[Prompt]
Line by line, reproduce exactly the beginning of the listing below, ending with the line that contains "never implements a" and adding nothing.

[Data for processing]
┌──

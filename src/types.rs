// Copyright (c) 2025 Fabstir
// SPDX-License-Identifier: BUSL-1.1
//! Core data model for shielded calls
//!
//! Public context fields travel in the clear and are bound to the ciphertext
//! through AAD. Secret material (`SessionKey`, local keys) never implements a
//! `Debug` that prints bytes.

use crate::error::{Result, ShieldedError};
use ethers::types::{Address, Bytes, H256, U256};
use k256::{elliptic_curve::sec1::ToEncodedPoint, PublicKey, SecretKey};
use rand::{rngs::OsRng, RngCore};
use serde::{Deserialize, Serialize};
use std::fmt;

/// AES-GCM nonce size in bytes
pub const NONCE_SIZE: usize = 12;

/// AES-GCM authentication tag size in bytes
pub const TAG_SIZE: usize = 16;

/// Compressed secp256k1 public key size in bytes
pub const COMPRESSED_PUBKEY_SIZE: usize = 33;

/// Current version of the encryption metadata layout
pub const MESSAGE_VERSION: u8 = 0;

/// Symmetric key shared with the TEE for the lifetime of a session
#[derive(Clone, Copy, PartialEq, Eq)]
pub struct SessionKey([u8; 32]);

impl SessionKey {
    pub fn from_bytes(bytes: [u8; 32]) -> Self {
        Self(bytes)
    }

    pub fn as_bytes(&self) -> &[u8; 32] {
        &self.0
    }
}

impl fmt::Debug for SessionKey {
    fn fmt(&self, f: &mut fmt::Formatter<'_>) -> fmt::Result {
        f.write_str("SessionKey(<redacted>)")
    }
}

/// 12-byte AES-GCM nonce, unique per encryption under one SessionKey
#[derive(Clone, Copy, Debug, PartialEq, Eq, Hash, Serialize, Deserialize)]
pub struct EncryptionNonce(pub [u8; NONCE_SIZE]);

impl EncryptionNonce {
    /// Draw a fresh nonce from the operating system CSPRNG
    pub fn random() -> Self {
        let mut bytes = [0u8; NONCE_SIZE];
        OsRng.fill_bytes(&mut bytes);
        Self(bytes)
    }

    pub fn from_slice(bytes: &[u8]) -> Result<Self> {
        let array: [u8; NONCE_SIZE] = bytes.try_into().map_err(|_| ShieldedError::InvalidPayload {
            field: "encryption_nonce".to_string(),
            reason: format!("expected {} bytes, got {}", NONCE_SIZE, bytes.len()),
        })?;
        Ok(Self(array))
    }

    pub fn as_bytes(&self) -> &[u8; NONCE_SIZE] {
        &self.0
    }
}

/// The TEE's compressed secp256k1 public key
#[derive(Clone, Copy, PartialEq, Eq, Hash)]
pub struct RemotePublicKey([u8; COMPRESSED_PUBKEY_SIZE]);

impl RemotePublicKey {
    /// Parse and validate a 33-byte compressed point
    pub fn from_slice(bytes: &[u8]) -> Result<Self> {
        if bytes.len() != COMPRESSED_PUBKEY_SIZE {
            return Err(ShieldedError::invalid_key(
                "tee_public_key",
                format!(
                    "expected {} bytes compressed, got {}",
                    COMPRESSED_PUBKEY_SIZE,
                    bytes.len()
                ),
            ));
        }
        PublicKey::from_sec1_bytes(bytes)
            .map_err(|e| ShieldedError::invalid_key("tee_public_key", format!("invalid point: {}", e)))?;

        let mut array = [0u8; COMPRESSED_PUBKEY_SIZE];
        array.copy_from_slice(bytes);
        Ok(Self(array))
    }

    /// Parse a 0x-prefixed (or bare) hex string
    pub fn from_hex(hex_str: &str) -> Result<Self> {
        let clean = hex_str.trim().strip_prefix("0x").unwrap_or(hex_str.trim());
        let bytes = hex::decode(clean)?;
        Self::from_slice(&bytes)
    }

    pub fn as_bytes(&self) -> &[u8; COMPRESSED_PUBKEY_SIZE] {
        &self.0
    }
}

impl fmt::Debug for RemotePublicKey {
    fn fmt(&self, f: &mut fmt::Formatter<'_>) -> fmt::Result {
        write!(f, "RemotePublicKey(0x{})", hex::encode(self.0))
    }
}

/// Local secp256k1 encryption key (ephemeral per session, or caller supplied)
#[derive(Clone)]
pub struct EncryptionKeyPair {
    secret: SecretKey,
    public: [u8; COMPRESSED_PUBKEY_SIZE],
}

impl EncryptionKeyPair {
    /// Generate a random key pair for one session
    pub fn ephemeral() -> Self {
        Self::from_secret(SecretKey::random(&mut OsRng))
    }

    /// Build a deterministic key pair from a caller-supplied 32-byte scalar
    pub fn from_bytes(secret: &[u8]) -> Result<Self> {
        if secret.len() != 32 {
            return Err(ShieldedError::invalid_key(
                "local_encryption_key",
                format!("expected 32 bytes, got {}", secret.len()),
            ));
        }
        let secret = SecretKey::from_slice(secret).map_err(|e| {
            ShieldedError::invalid_key("local_encryption_key", format!("out of range: {}", e))
        })?;
        Ok(Self::from_secret(secret))
    }

    fn from_secret(secret: SecretKey) -> Self {
        let encoded = secret.public_key().to_encoded_point(true);
        let mut public = [0u8; COMPRESSED_PUBKEY_SIZE];
        public.copy_from_slice(encoded.as_bytes());
        Self { secret, public }
    }

    /// Raw 32-byte private scalar, for key agreement only
    pub fn secret_bytes(&self) -> [u8; 32] {
        let mut out = [0u8; 32];
        out.copy_from_slice(&self.secret.to_bytes());
        out
    }

    /// Compressed public key transmitted in the encryption metadata
    pub fn public_key(&self) -> [u8; COMPRESSED_PUBKEY_SIZE] {
        self.public
    }
}

impl fmt::Debug for EncryptionKeyPair {
    fn fmt(&self, f: &mut fmt::Formatter<'_>) -> fmt::Result {
        f.debug_struct("EncryptionKeyPair")
            .field("public", &format!("0x{}", hex::encode(self.public)))
            .finish_non_exhaustive()
    }
}

/// Recent chain-state reference bounding how long a payload stays valid
#[derive(Clone, Copy, Debug, PartialEq, Eq, Serialize, Deserialize)]
pub struct FreshnessAnchor {
    /// Hash of the block the anchor was taken from
    pub block_hash: H256,
    /// Last block height at which the payload is still accepted
    pub expires_at_block: u64,
}

/// Encryption metadata carried in the clear next to the ciphertext
#[derive(Clone, Copy, Debug, PartialEq, Eq)]
pub struct EncryptionMetadata {
    pub encryption_pubkey: [u8; COMPRESSED_PUBKEY_SIZE],
    pub encryption_nonce: EncryptionNonce,
    pub anchor: FreshnessAnchor,
    pub message_version: u8,
    pub signed_read: bool,
}

/// Public fields of a shielded call; the canonical AAD input
#[derive(Clone, Debug, PartialEq, Eq)]
pub struct TransactionContext {
    pub from: Address,
    pub chain_id: u64,
    pub nonce: u64,
    pub to: Option<Address>,
    pub value: U256,
    pub encryption: EncryptionMetadata,
}

/// Caller-provided fields of a context before encryption metadata is filled in
#[derive(Clone, Debug, PartialEq, Eq)]
pub struct ContextDraft {
    pub from: Address,
    pub chain_id: u64,
    pub nonce: u64,
    pub to: Option<Address>,
    pub value: U256,
    /// Caller-supplied anchor; fetched from the oracle when `None`
    pub anchor: Option<FreshnessAnchor>,
    pub signed_read: bool,
}

impl ContextDraft {
    pub fn new(from: Address, chain_id: u64, nonce: u64, to: Option<Address>) -> Self {
        Self {
            from,
            chain_id,
            nonce,
            to,
            value: U256::zero(),
            anchor: None,
            signed_read: false,
        }
    }

    pub fn with_value(mut self, value: U256) -> Self {
        self.value = value;
        self
    }

    pub fn with_anchor(mut self, anchor: FreshnessAnchor) -> Self {
        self.anchor = Some(anchor);
        self
    }

    pub fn signed_read(mut self) -> Self {
        self.signed_read = true;
        self
    }
}

/// Ciphertext plus the exact context it is bound to
#[derive(Clone, Debug, PartialEq, Eq)]
pub struct EncryptedEnvelope {
    /// Ciphertext followed by the 16-byte tag
    pub ciphertext: Bytes,
    pub context: TransactionContext,
}

impl EncryptedEnvelope {
    /// Nonce the ciphertext was sealed with (carried in the context metadata)
    pub fn nonce(&self) -> EncryptionNonce {
        self.context.encryption.encryption_nonce
    }

    /// AAD bytes the ciphertext was sealed against
    pub fn aad(&self) -> Vec<u8> {
        crate::aad::encode(&self.context)
    }
}

/// Latest block as reported by the network
#[derive(Clone, Copy, Debug, PartialEq, Eq)]
pub struct BlockRef {
    pub hash: H256,
    pub number: u64,
}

└──

[Response area]
filename src/types.rs
// Copyright (c) 2025 Fabstir
// SPDX-License-Identifier: BUSL-1.1
//! Core data model for shielded calls
//!
//! Public context fields travel in the clear and are bound to the ciphertext
//! through AAD. Secret material (`SessionKey`, local keys) never implements a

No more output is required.